(Task statement): State how many lines in the entries below hold the word "PartialEq", with nothing besides the number.

(Input records):
//! Register storage shared by every buffer.
//!
//! Writes follow vi conventions: yanks land in `"0`, deletes shift through
//! `"1`..`"9` (or `"-` for small in-line deletes), named registers `a`-`z`
//! are replaced and `A`-`Z` append, `_` swallows everything, and `.` holds the
//! last inserted text and cannot be written directly. The unnamed register
//! always mirrors the most recent write.

use thiserror::Error;
use tracing::trace;

#[derive(Debug, Clone, PartialEq, Eq, Error)]
pub enum RegisterError {
    #[error("invalid register name: {0:?}")]
    Invalid(char),
    #[error("register {0:?} is read-only")]
    ReadOnly(char),
}

#[derive(Debug, Clone, Default, PartialEq, Eq)]
pub struct RegisterValue {
    pub text: String,
    /// Pasted on its own lines rather than inline.
    pub linewise: bool,
}

impl RegisterValue {
    pub fn new(text: impl Into<String>, linewise: bool) -> Self {
        Self {
            text: text.into(),
            linewise,
        }
    }

    pub fn is_empty(&self) -> bool {
        self.text.is_empty()
    }
}

#[derive(Debug, Default, Clone)]
pub struct Registers {
    unnamed: RegisterValue,
    yank: RegisterValue,
    numbered: Vec<RegisterValue>, // "1 at index 0, length <= 9
    small_delete: RegisterValue,
    named: [RegisterValue; 26],
    last_inserted: String,
}

impl Registers {
    /// Capacity of the `"1`..`"9` delete ring.
    pub const MAX: usize = 9;

    pub fn new() -> Self {
        Self::default()
    }

    /// Whether `c` names a register that can be read.
    pub fn is_readable(c: char) -> bool {
        c == '"' || c == '-' || c == '_' || c == '.' || c.is_ascii_digit() || c.is_ascii_alphabetic()
    }

    pub fn validate_write(c: char) -> Result<(), RegisterError> {
        if c == '.' || c.is_ascii_digit() && c != '0' {
            return Err(RegisterError::ReadOnly(c));
        }
        if Self::is_readable(c) {
            Ok(())
        } else {
            Err(RegisterError::Invalid(c))
        }
    }

    fn named_index(c: char) -> Option<usize> {
        if c.is_ascii_alphabetic() {
            Some((c.to_ascii_lowercase() as u8 - b'a') as usize)
        } else {
            None
        }
    }

    /// Store into a named slot (lowercase replace, uppercase append), returning
    /// the slot's full content.
    fn write_named(&mut self, c: char, value: RegisterValue) -> RegisterValue {
        let Some(idx) = Self::named_index(c) else {
            return value;
        };
        let slot = &mut self.named[idx];
        if c.is_ascii_uppercase() && !slot.is_empty() {
            if value.linewise && !slot.linewise && !slot.text.ends_with('\n') {
                slot.text.push('\n');
            }
            slot.text.push_str(&value.text);
            slot.linewise |= value.linewise;
        } else {
            *slot = value;
        }
        slot.clone()
    }

    pub fn write_yank(&mut self, target: Option<char>, value: RegisterValue) -> Result<(), RegisterError> {
        match target {
            Some('_') => return Ok(()),
            Some(c) if c != '"' && c != '0' => {
                Self::validate_write(c)?;
                self.unnamed = self.write_named(c, value);
            }
            _ => {
                self.yank = value.clone();
                self.unnamed = value;
            }
        }
        trace!(target: "state.registers", register = ?target, len = self.unnamed.text.len(), "yank");
        Ok(())
    }

    /// Record deleted or changed text. `small` marks a within-line charwise
    /// delete, which goes to `"-` instead of shifting the numbered ring.
    pub fn write_delete(
        &mut self,
        target: Option<char>,
        value: RegisterValue,
        small: bool,
    ) -> Result<(), RegisterError> {
        match target {
            Some('_') => return Ok(()),
            Some(c) if c != '"' => {
                Self::validate_write(c)?;
                self.unnamed = self.write_named(c, value);
            }
            _ => {
                if small {
                    self.small_delete = value.clone();
                } else {
                    self.unshift_numbered(value.clone());
                }
                self.unnamed = value;
            }
        }
        trace!(target: "state.registers", register = ?target, small, "delete");
        Ok(())
    }

    fn unshift_numbered(&mut self, value: RegisterValue) {
        if self.numbered.len() == Self::MAX {
            self.numbered.pop();
        }
        self.numbered.insert(0, value);
    }

    pub fn set_last_inserted(&mut self, text: impl Into<String>) {
        self.last_inserted = text.into();
    }

    /// Content of register `c`; `Ok(None)` when the register is empty.
    pub fn read(&self, c: char) -> Result<Option<RegisterValue>, RegisterError> {
        if !Self::is_readable(c) {
            return Err(RegisterError::Invalid(c));
        }
        let value = match c {
            '"' => self.unnamed.clone(),
            '0' => self.yank.clone(),
            '-' => self.small_delete.clone(),
            '_' => RegisterValue::default(),
            '.' => RegisterValue::new(self.last_inserted.clone(), false),
            d if d.is_ascii_digit() => {
                let idx = d as usize - '1' as usize;
                self.numbered.get(idx).cloned().unwrap_or_default()
            }
            other => Self::named_index(other)
                .map(|i| self.named[i].clone())
                .unwrap_or_default(),
        };
        Ok((!value.is_empty()).then_some(value))
    }

    /// Numbered delete ring, newest (`"1`) first.
    pub fn numbered(&self) -> &[RegisterValue] {
        &self.numbered
    }

    /// Non-empty registers for `:registers`: unnamed, numbered, named,
    /// then `-` and `.`.
    pub fn snapshot(&self) -> Vec<(char, RegisterValue)> {
        "\"0123456789abcdefghijklmnopqrstuvwxyz-."
            .chars()
            .filter_map(|c| Some((c, self.read(c).ok().flatten()?)))
            .collect()
    }
}

#[cfg(test)]
mod tests {
    use super::*;
    use pretty_assertions::assert_eq;

    fn text(r: &Registers, c: char) -> Option<String> {
        r.read(c).unwrap().map(|v| v.text)
    }

    #[test]
    fn yank_populates_unnamed_and_zero() {
        let mut r = Registers::new();
        r.write_yank(None, RegisterValue::new("alpha", false)).unwrap();
        assert_eq!(text(&r, '"').as_deref(), Some("alpha"));
        assert_eq!(text(&r, '0').as_deref(), Some("alpha"));
        assert!(r.numbered().is_empty());
    }

    #[test]
    fn delete_rotates_ring_capped() {
        let mut r = Registers::new();
        for i in 0..12 {
            r.write_delete(None, RegisterValue::new(format!("d{i}"), true), false)
                .unwrap();
        }
        assert_eq!(r.numbered().len(), Registers::MAX);
        assert_eq!(text(&r, '1').as_deref(), Some("d11"));
        assert_eq!(text(&r, '9').as_deref(), Some("d3"));
        assert_eq!(text(&r, '"').as_deref(), Some("d11"));
    }

    #[test]
    fn small_delete_skips_ring() {
        let mut r = Registers::new();
        r.write_delete(None, RegisterValue::new("x", false), true).unwrap();
        assert_eq!(text(&r, '-').as_deref(), Some("x"));
        assert_eq!(text(&r, '1'), None);
    }

    #[test]
    fn uppercase_appends_named() {
        let mut r = Registers::new();
        r.write_yank(Some('a'), RegisterValue::new("one", false)).unwrap();
        r.write_yank(Some('A'), RegisterValue::new("two", false)).unwrap();
        assert_eq!(text(&r, 'a').as_deref(), Some("onetwo"));
        assert_eq!(text(&r, '"').as_deref(), Some("onetwo"));
        let listed: Vec<char> = r.snapshot().into_iter().map(|(c, _)| c).collect();
        assert_eq!(listed, vec!['"', 'a']);
        // named yank leaves "0 alone
        assert_eq!(text(&r, '0'), None);
    }

    #[test]
    fn black_hole_and_read_only() {
        let mut r = Registers::new();
        r.write_delete(Some('_'), RegisterValue::new("gone", false), false)
            .unwrap();
        assert_eq!(text(&r, '"'), None);
        assert_eq!(
            r.write_yank(Some('.'), RegisterValue::new("x", false)),
            Err(RegisterError::ReadOnly('.'))
        );
        assert_eq!(r.read('!'), Err(RegisterError::Invalid('!')));
        r.set_last_inserted("typed");
        assert_eq!(text(&r, '.').as_deref(), Some("typed"));
    }
}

(Written answer): 2